The New York Times has a great run-down of the business and competition issues at stake, even pointing out the classic innovator’s dilemma of whether to cannibalize an existing revenue stream when faced with disruptive innovation and competition:

Television executives are eager to woo those viewers, who often are younger and represent their future audiences.
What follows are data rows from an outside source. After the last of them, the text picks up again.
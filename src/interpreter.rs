//! Routes decoded frames to the handler of their communication channel.
//!
//! The master half of a cycle names the channel in its MC octet. The device
//! half carries no channel of its own, it belongs to the channel of the
//! master half before it.

use log::trace;

use crate::channel::{ChannelHandler, DiagnosisChannel, IsduChannel, PageChannel, ProcessChannel};
use crate::error::Error;
use crate::message::Message;
use crate::transaction::Transaction;
use crate::types::CommChannel;

/// Turns the frames of an [`OctetStreamDecoder`](crate::OctetStreamDecoder)
/// into [`Transaction`]s.
///
/// ```
/// use chrono::{Duration, TimeZone, Utc};
/// use iolink_proto::types::{ChecksumStatus, ChecksumType, MasterSequenceControl};
/// use iolink_proto::{DeviceMessage, MasterMessage, Message, MessageInterpreter, Transaction};
///
/// let t0 = Utc.with_ymd_and_hms(2050, 1, 1, 0, 0, 0).unwrap();
/// let us = Duration::microseconds;
/// let mut interpreter = MessageInterpreter::new();
///
/// // read of direct parameter page index 2
/// let mc = MasterSequenceControl::from_byte(0xA2);
/// let ckt = ChecksumType::from_byte(0x00);
/// let master = MasterMessage::new(mc, ckt, &[], &[], t0, t0 + us(560))?;
/// assert_eq!(interpreter.process_message(&Message::from(master))?, None);
///
/// let cks = ChecksumStatus::from_byte(0x06);
/// let device = DeviceMessage::new(&[0x49], &[], cks, t0 + us(650), t0 + us(1210))?;
/// match interpreter.process_message(&Message::from(device))? {
///     Some(Transaction::Page(page)) => assert_eq!((page.index, page.value), (2, 0x49)),
///     other => panic!("{other:?}"),
/// }
/// # Ok::<(), iolink_proto::Error>(())
/// ```
#[derive(Debug)]
pub struct MessageInterpreter {
    active_channel: CommChannel,
    process: ProcessChannel,
    page: PageChannel,
    diagnosis: DiagnosisChannel,
    isdu: IsduChannel,
}

impl Default for MessageInterpreter {
    fn default() -> Self {
        Self {
            active_channel: CommChannel::Process,
            process: ProcessChannel::new(),
            page: PageChannel::new(),
            diagnosis: DiagnosisChannel::new(),
            isdu: IsduChannel::new(),
        }
    }
}

impl MessageInterpreter {
    pub fn new() -> Self {
        Self::default()
    }

    /// Channel of the most recent master message.
    pub const fn active_channel(&self) -> CommChannel {
        self.active_channel
    }

    pub const fn isdu(&self) -> &IsduChannel {
        &self.isdu
    }

    pub const fn diagnosis(&self) -> &DiagnosisChannel {
        &self.diagnosis
    }

    /// Feed the next frame. Returns a transaction when the frame completes one.
    /// # Errors
    /// Returns the error of the channel handler. The handler drops the
    /// service it was decoding, the interpreter itself stays usable.
    pub fn process_message(&mut self, message: &Message) -> Result<Option<Transaction>, Error> {
        match message {
            Message::Master(master) => {
                self.active_channel = master.mc().comm_channel();
                trace!("{} channel: {master}", self.active_channel);
                match self.active_channel {
                    CommChannel::Process => self.process.handle_master_message(master),
                    CommChannel::Page => self.page.handle_master_message(master),
                    CommChannel::Diagnosis => self.diagnosis.handle_master_message(master),
                    CommChannel::Isdu => self.isdu.handle_master_message(master),
                }
            }
            Message::Device(device) => {
                trace!("{} channel: {device}", self.active_channel);
                match self.active_channel {
                    CommChannel::Process => self.process.handle_device_message(device),
                    CommChannel::Page => self.page.handle_device_message(device),
                    CommChannel::Diagnosis => self.diagnosis.handle_device_message(device),
                    CommChannel::Isdu => self.isdu.handle_device_message(device),
                }
            }
        }
    }

    /// Return to the process channel and drop the state of every handler.
    pub fn reset(&mut self) {
        self.active_channel = CommChannel::Process;
        self.process.reset();
        self.page.reset();
        self.diagnosis.reset();
        self.isdu.reset();
    }
}

#[cfg(test)]
mod tests {
    use super::*;
    use crate::channel::{DiagnosisState, IsduState};
    use crate::message::{DeviceMessage, MasterMessage};
    use crate::transaction::Source;
    use crate::types::{ChecksumStatus, ChecksumType, MasterSequenceControl};
    use crate::Timestamp;
    use chrono::{Duration, TimeZone, Utc};

    fn t(micros: i64) -> Timestamp {
        Utc.with_ymd_and_hms(2050, 1, 1, 0, 0, 0).unwrap() + Duration::microseconds(micros)
    }

    fn master(mc: u8, od: &[u8], at: i64) -> Message {
        MasterMessage::new(
            MasterSequenceControl::from_byte(mc),
            ChecksumType::from_byte(0x80),
            &[],
            od,
            t(at),
            t(at + 100),
        )
        .unwrap()
        .into()
    }

    fn device(od: &[u8], at: i64) -> Message {
        DeviceMessage::new(od, &[], ChecksumStatus::default(), t(at + 200), t(at + 300))
            .unwrap()
            .into()
    }

    #[test]
    fn test_dispatch() {
        let mut interpreter = MessageInterpreter::new();
        assert_eq!(interpreter.active_channel(), CommChannel::Process);

        // page write, index 1
        assert_eq!(interpreter.process_message(&master(0x21, &[0x55], 0)), Ok(None));
        assert_eq!(interpreter.active_channel(), CommChannel::Page);
        match interpreter.process_message(&device(&[], 0)) {
            Ok(Some(Transaction::Page(page))) => {
                assert_eq!(page.index, 1);
                assert_eq!(page.value, 0x55);
            }
            other => panic!("unexpected {other:?}"),
        }

        // diagnosis read of the status code
        interpreter.process_message(&master(0xC0, &[], 1000)).unwrap();
        assert_eq!(interpreter.active_channel(), CommChannel::Diagnosis);
        assert_eq!(interpreter.process_message(&device(&[0x81], 1000)), Ok(None));
        assert_eq!(interpreter.diagnosis().state(), DiagnosisState::ReadEventMemory);

        // process channel, master write
        match interpreter.process_message(&master(0x00, &[], 2000)) {
            Ok(Some(Transaction::Process(process))) => assert_eq!(process.source, Source::Master),
            other => panic!("unexpected {other:?}"),
        }
        match interpreter.process_message(&device(&[], 2000)) {
            Ok(Some(Transaction::Process(process))) => assert_eq!(process.source, Source::Device),
            other => panic!("unexpected {other:?}"),
        }
    }

    #[test]
    fn test_error_keeps_interpreter_usable() {
        let mut interpreter = MessageInterpreter::new();
        assert_eq!(
            interpreter.process_message(&master(0x73, &[], 0)),
            Err(Error::InvalidFlowControlValue { value: 0x13 })
        );
        assert_eq!(interpreter.process_message(&master(0x70, &[0x93], 1000)), Ok(None));
        assert_eq!(interpreter.isdu().state(), IsduState::Request);
    }

    #[test]
    fn test_reset() {
        let mut interpreter = MessageInterpreter::new();
        interpreter.process_message(&master(0x70, &[0x93], 0)).unwrap();
        assert_eq!(interpreter.active_channel(), CommChannel::Isdu);
        interpreter.reset();
        assert_eq!(interpreter.active_channel(), CommChannel::Process);
        assert_eq!(interpreter.isdu().state(), IsduState::Idle);
    }
}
But at the same time, these traditional television networks must perform a careful balancing act to not cannibalize the billions of dollars in revenue they generate each year through existing business models.

The Times also mentioned that this week’s announcements mean that “viewers have more options to pay only for the networks or programs they want to watch — and to decide how, when and where to watch them,” and quoted CBS CEO Leslie Moonves saying that their “job is to do the best content we can and let people enjoy it in whatever way they want.”  But they did not point out that this is the classic formula for reducing piracy.  As DisCo has said over and over (often quoting Kevin Spacey or Netflix executives), making content lawfully conveniently available in the format consumers want reduces piracy.  A stand-alone HBO service is likely to increase the amount of subscribers.  As The Oatmeal explained so well, there isn’t currently a lawful way to watch Game of Thrones for cord cutters.  Giving people what they want — piracy demonstrates market demand — should help convert pirates into customers.  Research confirms this, including studies of Spotify and Netflix entering the market in Norway and Spotify’s introduction in the Netherlands.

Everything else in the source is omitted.